USAID in El Salvador: A Long Lasting Alliance
The history of USAID in El Salvador is inextricably intertwined with the history of El Salvador itself for the past four decades. As the country went through challenging events, USAID was there to support the Salvadoran people’s determination. During events such as the 12-year civil war, the 1986 earthquake, the 1992 Peace Accords and ensuing National Reconstruction Program, 1998's Hurricane Mitch, the 2001 earthquakes, the global financial crisis, and the recent flooding, USAID worked side-by-side with Salvadorans to relieve suffering, provide shelter, reconstruct infrastructure, restore public services, and provide economic opportunities and health and education services.
During the 1980s, in addition to significant support for economic reactivation needed during the civil war and increased food aid, USAID made loans to support agrarian reform and development of municipal governments, striving to help the government maintain economic stability and quell the violence. Humanitarian assistance focused on provisions for displaced persons and the repair of damaged structures so they could return home.
Immediately after the signing of the Peace Accords in 1992 and during reconstruction, USAID was committed to assisting the Government of El Salvador (GOES) successfully transition from war to peace. In addition to helping with reconstruction, rebuilding production, providing basic services, and reintegrating combatants, U.S. assistance focused on macro-economic policies that would help reduce social, economic, and political inequities in El Salvador. Specifically, technical assistance with developing agricultural policies and policies for providing health and education services was provided to the GOES and its ministries. USAID was eager to assist the GOES in maintaining the level of progress it had made in economic growth, health, and reform.
The United States has provided over $4.4 billion in development assistance through USAID and its predecessor U.S. Government programs. This total consists of $2.25 billion in grants, $405 million in concessional loans, $722 million in food aid, and $1.1 billion in balance of payments financing. Considering the small size of El Salvador, this represents a substantial investment of U.S. foreign assistance resources, signifying the strategic importance that the U.S. Government has placed on El Salvador.

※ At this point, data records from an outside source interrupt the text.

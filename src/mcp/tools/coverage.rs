//! Coverage analysis tools.

use std::collections::BTreeMap;
use std::fmt::Write as _;
use std::sync::Arc;

use rmcp::{
    ErrorData as McpError, handler::server::wrapper::Parameters, model::CallToolResult, schemars,
    schemars::JsonSchema,
};
use serde::{Deserialize, Serialize};
use serde_json::json;

use crate::backend::{BackendRoutes, JobBackend};
use crate::coverage::{CoverageError, ProfileRegistry, analyze, fetch_observed_counts};

use super::text_result;

/// Parameters for `analyze_coverage`.
#[derive(Debug, Clone, Serialize, Deserialize, JsonSchema)]
pub struct AnalyzeCoverageParams {
    #[schemars(description = "Coverage profile name, e.g. aws-saa-c03 (see list_coverage_profiles)")]
    pub profile: String,

    #[schemars(description = "Total number of questions the bank should hold")]
    pub total_target: u64,

    #[schemars(description = "Observed question count per domain. When omitted, counts are fetched from the backend.")]
    pub counts: Option<BTreeMap<String, i64>>,

    #[schemars(description = "Certification to fetch counts for (optional, defaults to the profile name)")]
    pub certification: Option<String>,
}

/// Coverage analysis tools.
pub struct CoverageTools<B: JobBackend> {
    backend: Arc<B>,
    routes: BackendRoutes,
    profiles: Arc<ProfileRegistry>,
}

impl<B: JobBackend + 'static> CoverageTools<B> {
    pub fn new(backend: Arc<B>, routes: BackendRoutes, profiles: Arc<ProfileRegistry>) -> Self {
        Self {
            backend,
            routes,
            profiles,
        }
    }

    /// Compare observed domain counts against a profile.
    pub async fn analyze_coverage(
        &self,
        params: Parameters<AnalyzeCoverageParams>,
    ) -> Result<CallToolResult, McpError> {
        let params = params.0;
        let profile = self.profiles.get(&params.profile).map_err(map_coverage_error)?;

        let observed = match params.counts {
            Some(counts) => counts,
            None => {
                let certification = params.certification.as_deref().unwrap_or(&profile.name);
                fetch_observed_counts(&*self.backend, &self.routes, certification)
                    .await
                    .map_err(map_coverage_error)?
            }
        };

        let report = analyze(profile, params.total_target, &observed).map_err(map_coverage_error)?;
        text_result(report.to_string())
    }

    /// Names, descriptions and weights of the known profiles.
    pub async fn list_coverage_profiles(&self) -> Result<CallToolResult, McpError> {
        let mut text = String::new();
        for profile in self.profiles.iter() {
            let _ = writeln!(text, "{}: {}", profile.name, profile.description);
            for target in &profile.targets {
                let _ = writeln!(text, "  - {} ({}%)", target.category, target.weight);
            }
        }
        if text.is_empty() {
            text.push_str("No coverage profiles configured.");
        }
        text_result(text)
    }
}

/// Map CoverageError to McpError.
pub(crate) fn map_coverage_error(err: CoverageError) -> McpError {
    let data = Some(json!({ "error": err.to_string() }));
    match err {
        CoverageError::Backend(_) => McpError::internal_error("backend_unreachable", data),
        CoverageError::MalformedCounts { .. } => McpError::internal_error("malformed_counts", data),
        CoverageError::UnknownProfile { .. } => McpError::invalid_params("unknown_profile", data),
        _ => McpError::invalid_params("invalid_coverage_input", data),
    }
}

One of the outcomes of USAID’s presence in El Salvador is that it helped create sustainable government and private institutions that continue to promote development planning and implementation. The Technical Secretariat for External Financing and the National Center for Agricultural and Forestry Technology, on the governmental side, and the Telethon Rehabilitation Foundation, the Salvadoran Foundation for Economic and Social Development, and the Business Foundation for Educational Development, on the non-governmental side, stand out as examples of sustainable entities created and/or supported by USAID assistance that have contributed to the developmental plans of El Salvador during the past three decades.
Through USAID, the U.S. Government has provided reliable support for the GOES, and El Salvador has been a strong ally for the United States. Throughout the country, one may find schools, clinics, roads, markets, and irrigation systems constructed with USAID grants and loans. During times of crisis, USAID provides emergency assistance and has helped to stabilize the economy. Large numbers of Salvadorans have been educated or trained with USAID assistance. Many public officials have been trained by, or are, former employees of USAID.
U.S. assistance to El Salvador has resulted in a positive economic growth rate, despite disruptions in the economy due to natural disasters and man-made conflicts. The Government of El Salvador was freely elected and is comprised of competing national political parties. While El Salvador’s need for external assistance has decreased, the relationship between El Salvador and the United States continues to be one of mutual support and respect.